If I have to use modules to hide distinguish tree leaves from other leaves, I'm using modules to do what I get from classes in other languages. Since those languages also benefit from modules ....

> I think it's perfectly legitimate for examples of particular features to omit other features (like modules, in this case).

I agree that any specific example should be targetted. My point is that none of the Haskell examples that I've seen address large programs.


I mean... you're right, you are using modules to do what you get from classes in other languages. So what? You say this like it's a bad thing, it's not, it's just how this particular problem is solved in Haskell. Different != Horrible. I would argue it's actually a little bit more elegant, in that it takes a problem (namespacing) and solves it one way (modules), rather than having some hybrid package/class system.

I'm interested to see the examples you've seen for other languages that do address large programs. I've personally not come across many "How to write Firefox in Python"-style tutorials.


> I mean... you're right, you are using modules to do what you get from classes in other languages. So what?

My point is that languages that have classes also seem to need modules. Do haskell's modules address the problems that addressed by the combination of classes and modules in other languages? Does Haskell somehow avoid those problems? Is there some other mechanism?

> I'm interested to see the examples you've seen for other languages that do address large programs.

Examples of modules can be trivial yet demonstrate why modules might be useful for large programs.


Haskell isn't object-oriented, so there aren't any little namespaces (classes) running around that themselves need to occupy a namespace (package). So modules are enough.

The Haskell wiki entry on modules is short, pretty complete, and has plenty of examples:

http://en.wikibooks.org/wiki/Haskell/Modules


'If trees are made us using Leaf, Node, and Empty, tree "leaks" names, which is a disaster because lots of things have leaves, nodes, and empty.'

Non sequitur? Where is the problem. Try

> data MyMaybe a = Just a | Nothing

the compiler won't complain about a name crash with the build-in Maybe-Monad.

[Sorry, accidentally downmodded the parent-comment from 1 to 0. Slippery fingers.]


>>If trees are made us using Leaf, Node, and Empty, tree "leaks" names, which is a disaster because lots of things have leaves, nodes, and empty.'

>Non sequitur? Where is the problem. Try

> data MyMaybe a = Just a | Nothing

Huh? How does that create a tree instead of a banana?

Actually, it's completely unclear what that example is doing. I'd guess that it's specifying a new name and a corresponding value, but I'm not sure which name and what kind of value.
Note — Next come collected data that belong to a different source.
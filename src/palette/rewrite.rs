use regex::{Captures, NoExpand, Regex};

use crate::palette::color::{
    FUNCTION_COLOR_RE, TokenKind, canonical_function, classify, compress_hex, expand_hex,
    normalize_function_colors,
};

/// Replace every occurrence of color `token` in `markup` with `new_color`.
///
/// Matching depends on the token's spelling:
///
/// - hex: both `#rrggbb` and (when it exists) `#rgb`, case-insensitive, never as the prefix of a
///   longer hex literal;
/// - function: literals are compared in canonical spelling, so `RGB(1,2,3)` matches
///   `rgb(1, 2, 3)`;
/// - anything else: whole word, case-insensitive.
///
/// Non-matching text is returned byte-for-byte. `new_color` is inserted literally.
pub fn rewrite(markup: &str, token: &str, new_color: &str) -> String {
    let token = token.trim();
    if token.is_empty() {
        return markup.to_string();
    }

    match classify(token) {
        TokenKind::Hex => rewrite_hex(markup, token, new_color),
        TokenKind::Function => rewrite_function(markup, token, new_color),
        TokenKind::Named => rewrite_word(markup, token, new_color),
    }
}

fn rewrite_hex(markup: &str, token: &str, new_color: &str) -> String {
    let Some(hex6) = expand_hex(token) else {
        return markup.to_string();
    };
    let mut spellings = vec![regex::escape(&hex6)];
    if let Some(hex3) = compress_hex(&hex6) {
        spellings.push(regex::escape(&hex3));
    }
    let pattern = format!(r"(?i)(?:{})\b", spellings.join("|"));
    replace_all_literal(markup, &pattern, new_color)
}

fn rewrite_function(markup: &str, token: &str, new_color: &str) -> String {
    let canonical = normalize_function_colors(token);
    FUNCTION_COLOR_RE
        .replace_all(markup, |caps: &Captures<'_>| {
            if canonical_function(&caps[1], &caps[2]) == canonical {
                new_color.to_string()
            } else {
                caps[0].to_string()
            }
        })
        .into_owned()
}

fn rewrite_word(markup: &str, token: &str, new_color: &str) -> String {
    let is_word = |c: Option<char>| c.is_some_and(|c| c.is_alphanumeric() || c == '_');
    let lead = if is_word(token.chars().next()) { r"\b" } else { "" };
    let trail = if is_word(token.chars().last()) { r"\b" } else { "" };
    let pattern = format!("(?i){lead}{}{trail}", regex::escape(token));
    replace_all_literal(markup, &pattern, new_color)
}

fn replace_all_literal(markup: &str, pattern: &str, new_color: &str) -> String {
    match Regex::new(pattern) {
        Ok(re) => re.replace_all(markup, NoExpand(new_color)).into_owned(),
        Err(err) => {
            tracing::warn!(%pattern, error = %err, "color rewrite pattern rejected");
            markup.to_string()
        }
    }
}

#[cfg(test)]
#[path = "../../tests/unit/palette/rewrite.rs"]
mod tests;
The Just and Nothing that he's defining for his MyMaybe are completely different things from the Just and Nothing used for the Maybe that ships in the Prelude. MyMaybe may as well be a banana for all Prelude.Maybe cares.


Yes. And my code does 'nothing'. It just defines an algebraic datatype.


I know why I might want to define a tree.

I have no idea why I want to define an algebraic datatype.

Note "you can define trees using algebraic datatypes" doesn't tell me why I want to use algebraic datatypes.


I want to use them so I don't have to write very much code, so that I can easily reason about my program by directly substituting symbols with their definitions, so that I can use pattern matching against instances of that type, so that I can group them into type classes and know what operations I'll have available to work with them... etc.


It's more or less the haskell version of a struct or a public class with fields and no methods, except that you can specify more than one shape for the same type.

    data MyMaybe a = Just a | Nothing
...means in Java speak "MyMaybe<a> is an abstract generic superclass with a final singleton subclass Nothing<a> having no fields, and a final subclass Just<a> having one field of type a"

You then write functions that take that data and use it.


I thought trees where algebraic datatypes?